• What to do
Only one stretch of the records below is wanted: the lines from the one holding "assert!(matches!(err, SendError::NotConnected));" through the one holding "Some(init), ledger.clone(), None);". Return it exactly, both ends included.

• Supplied data

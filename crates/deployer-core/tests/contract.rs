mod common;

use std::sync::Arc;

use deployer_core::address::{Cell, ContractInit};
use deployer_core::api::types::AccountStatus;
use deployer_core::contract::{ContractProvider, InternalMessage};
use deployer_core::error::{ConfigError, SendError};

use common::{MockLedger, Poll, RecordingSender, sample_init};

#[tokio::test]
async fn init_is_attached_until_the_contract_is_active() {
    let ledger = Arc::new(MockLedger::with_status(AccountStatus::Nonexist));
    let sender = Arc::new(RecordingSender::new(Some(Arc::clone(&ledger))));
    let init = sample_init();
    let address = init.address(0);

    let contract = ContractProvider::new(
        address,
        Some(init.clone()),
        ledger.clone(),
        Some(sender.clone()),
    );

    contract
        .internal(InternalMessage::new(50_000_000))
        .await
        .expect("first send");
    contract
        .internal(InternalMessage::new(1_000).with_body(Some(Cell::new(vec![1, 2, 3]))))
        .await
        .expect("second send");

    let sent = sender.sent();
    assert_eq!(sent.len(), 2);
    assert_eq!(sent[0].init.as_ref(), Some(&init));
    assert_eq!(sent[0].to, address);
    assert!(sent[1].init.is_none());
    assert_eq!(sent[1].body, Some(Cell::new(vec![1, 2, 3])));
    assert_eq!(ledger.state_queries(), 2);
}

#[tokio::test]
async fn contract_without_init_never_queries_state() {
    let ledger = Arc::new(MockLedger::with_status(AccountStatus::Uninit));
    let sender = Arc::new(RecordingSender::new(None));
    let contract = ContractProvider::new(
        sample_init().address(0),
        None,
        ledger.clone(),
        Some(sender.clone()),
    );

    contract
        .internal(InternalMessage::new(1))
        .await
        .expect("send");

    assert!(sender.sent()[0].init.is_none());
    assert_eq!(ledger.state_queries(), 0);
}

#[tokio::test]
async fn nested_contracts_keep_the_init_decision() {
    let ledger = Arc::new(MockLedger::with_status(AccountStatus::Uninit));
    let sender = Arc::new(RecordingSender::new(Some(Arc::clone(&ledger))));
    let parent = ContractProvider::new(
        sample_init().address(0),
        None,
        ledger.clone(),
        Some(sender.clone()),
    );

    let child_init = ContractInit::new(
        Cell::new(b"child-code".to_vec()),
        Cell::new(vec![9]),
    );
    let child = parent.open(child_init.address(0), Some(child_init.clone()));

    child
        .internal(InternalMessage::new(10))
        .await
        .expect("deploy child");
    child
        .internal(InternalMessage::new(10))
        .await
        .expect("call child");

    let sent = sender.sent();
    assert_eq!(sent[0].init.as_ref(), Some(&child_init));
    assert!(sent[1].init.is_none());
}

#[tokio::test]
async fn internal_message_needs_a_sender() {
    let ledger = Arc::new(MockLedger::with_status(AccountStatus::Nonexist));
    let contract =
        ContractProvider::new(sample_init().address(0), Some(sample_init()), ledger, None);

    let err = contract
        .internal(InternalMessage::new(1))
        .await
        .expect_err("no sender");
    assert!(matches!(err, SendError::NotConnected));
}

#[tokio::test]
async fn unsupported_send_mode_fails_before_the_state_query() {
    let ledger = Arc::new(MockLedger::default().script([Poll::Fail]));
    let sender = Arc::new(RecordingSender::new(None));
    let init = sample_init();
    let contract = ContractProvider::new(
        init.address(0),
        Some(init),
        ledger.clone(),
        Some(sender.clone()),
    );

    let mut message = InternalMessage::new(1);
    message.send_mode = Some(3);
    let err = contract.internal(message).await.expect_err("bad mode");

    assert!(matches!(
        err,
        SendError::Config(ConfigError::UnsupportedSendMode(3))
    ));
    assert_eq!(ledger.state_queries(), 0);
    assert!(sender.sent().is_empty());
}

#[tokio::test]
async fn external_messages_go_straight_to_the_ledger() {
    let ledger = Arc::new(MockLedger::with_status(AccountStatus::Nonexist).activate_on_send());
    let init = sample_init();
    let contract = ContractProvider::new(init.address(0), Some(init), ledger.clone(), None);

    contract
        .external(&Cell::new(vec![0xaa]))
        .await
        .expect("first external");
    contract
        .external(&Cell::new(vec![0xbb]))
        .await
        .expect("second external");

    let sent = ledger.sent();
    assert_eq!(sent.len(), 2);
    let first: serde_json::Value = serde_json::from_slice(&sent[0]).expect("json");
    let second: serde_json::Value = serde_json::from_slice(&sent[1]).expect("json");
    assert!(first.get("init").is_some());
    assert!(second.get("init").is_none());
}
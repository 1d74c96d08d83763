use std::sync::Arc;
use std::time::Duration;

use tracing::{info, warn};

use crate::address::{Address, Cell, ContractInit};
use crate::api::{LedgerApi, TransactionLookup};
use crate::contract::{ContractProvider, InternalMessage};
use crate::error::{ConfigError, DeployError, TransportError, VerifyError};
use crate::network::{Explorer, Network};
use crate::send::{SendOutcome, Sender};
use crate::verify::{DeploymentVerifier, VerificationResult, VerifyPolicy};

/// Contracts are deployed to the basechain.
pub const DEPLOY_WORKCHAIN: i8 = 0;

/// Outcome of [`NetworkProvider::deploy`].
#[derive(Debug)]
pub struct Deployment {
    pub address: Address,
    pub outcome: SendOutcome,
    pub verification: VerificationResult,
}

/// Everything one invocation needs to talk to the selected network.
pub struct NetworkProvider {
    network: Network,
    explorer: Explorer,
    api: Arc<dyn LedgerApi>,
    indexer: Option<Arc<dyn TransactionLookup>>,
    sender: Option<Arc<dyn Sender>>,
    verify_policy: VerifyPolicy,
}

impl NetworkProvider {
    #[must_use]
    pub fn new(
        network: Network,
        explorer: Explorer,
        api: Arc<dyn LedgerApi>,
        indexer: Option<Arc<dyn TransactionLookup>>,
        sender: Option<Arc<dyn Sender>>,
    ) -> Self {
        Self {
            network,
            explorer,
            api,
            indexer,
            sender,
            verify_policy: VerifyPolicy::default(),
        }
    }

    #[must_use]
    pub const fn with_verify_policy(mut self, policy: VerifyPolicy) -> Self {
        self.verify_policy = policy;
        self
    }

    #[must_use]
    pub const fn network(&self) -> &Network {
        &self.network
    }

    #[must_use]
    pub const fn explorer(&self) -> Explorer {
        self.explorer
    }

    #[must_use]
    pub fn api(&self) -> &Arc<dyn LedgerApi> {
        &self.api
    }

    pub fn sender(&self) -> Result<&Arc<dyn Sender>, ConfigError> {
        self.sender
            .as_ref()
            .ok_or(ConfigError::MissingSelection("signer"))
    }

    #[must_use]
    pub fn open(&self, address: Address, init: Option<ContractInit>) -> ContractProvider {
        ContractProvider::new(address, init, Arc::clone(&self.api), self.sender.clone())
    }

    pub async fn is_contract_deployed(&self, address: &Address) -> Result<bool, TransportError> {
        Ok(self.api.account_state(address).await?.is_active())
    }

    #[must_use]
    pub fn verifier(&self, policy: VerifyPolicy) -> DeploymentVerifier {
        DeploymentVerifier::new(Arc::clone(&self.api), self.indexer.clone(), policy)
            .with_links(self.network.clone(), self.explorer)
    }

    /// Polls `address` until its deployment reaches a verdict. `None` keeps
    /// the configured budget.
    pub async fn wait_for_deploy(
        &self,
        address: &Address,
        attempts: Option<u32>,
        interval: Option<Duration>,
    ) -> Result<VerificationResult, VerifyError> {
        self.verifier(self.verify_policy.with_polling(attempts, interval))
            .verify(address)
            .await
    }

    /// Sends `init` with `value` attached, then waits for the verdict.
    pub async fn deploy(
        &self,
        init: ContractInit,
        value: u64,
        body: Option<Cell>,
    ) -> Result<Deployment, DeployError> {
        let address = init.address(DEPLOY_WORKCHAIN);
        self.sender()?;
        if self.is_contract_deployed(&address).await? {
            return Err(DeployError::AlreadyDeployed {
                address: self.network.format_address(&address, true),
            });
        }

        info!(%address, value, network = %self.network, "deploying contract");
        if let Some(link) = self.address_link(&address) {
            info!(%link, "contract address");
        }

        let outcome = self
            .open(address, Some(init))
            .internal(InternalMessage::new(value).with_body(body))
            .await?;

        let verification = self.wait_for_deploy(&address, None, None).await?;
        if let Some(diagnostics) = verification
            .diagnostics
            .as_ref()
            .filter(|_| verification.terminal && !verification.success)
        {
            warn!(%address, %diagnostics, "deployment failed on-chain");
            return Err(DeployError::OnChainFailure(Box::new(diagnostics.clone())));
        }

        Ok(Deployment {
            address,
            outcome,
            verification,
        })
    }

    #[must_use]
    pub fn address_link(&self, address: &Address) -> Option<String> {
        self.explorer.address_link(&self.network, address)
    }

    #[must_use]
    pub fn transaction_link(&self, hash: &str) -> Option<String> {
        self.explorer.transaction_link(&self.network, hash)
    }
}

• Exercise solution
    assert!(matches!(err, SendError::NotConnected));
}

#[tokio::test]
async fn unsupported_send_mode_fails_before_the_state_query() {
    let ledger = Arc::new(MockLedger::default().script([Poll::Fail]));
    let sender = Arc::new(RecordingSender::new(None));
    let init = sample_init();
    let contract = ContractProvider::new(
        init.address(0),
        Some(init),
        ledger.clone(),
        Some(sender.clone()),
    );

    let mut message = InternalMessage::new(1);
    message.send_mode = Some(3);
    let err = contract.internal(message).await.expect_err("bad mode");

    assert!(matches!(
        err,
        SendError::Config(ConfigError::UnsupportedSendMode(3))
    ));
    assert_eq!(ledger.state_queries(), 0);
    assert!(sender.sent().is_empty());
}

#[tokio::test]
async fn external_messages_go_straight_to_the_ledger() {
    let ledger = Arc::new(MockLedger::with_status(AccountStatus::Nonexist).activate_on_send());
    let init = sample_init();
    let contract = ContractProvider::new(init.address(0), Some(init), ledger.clone(), None);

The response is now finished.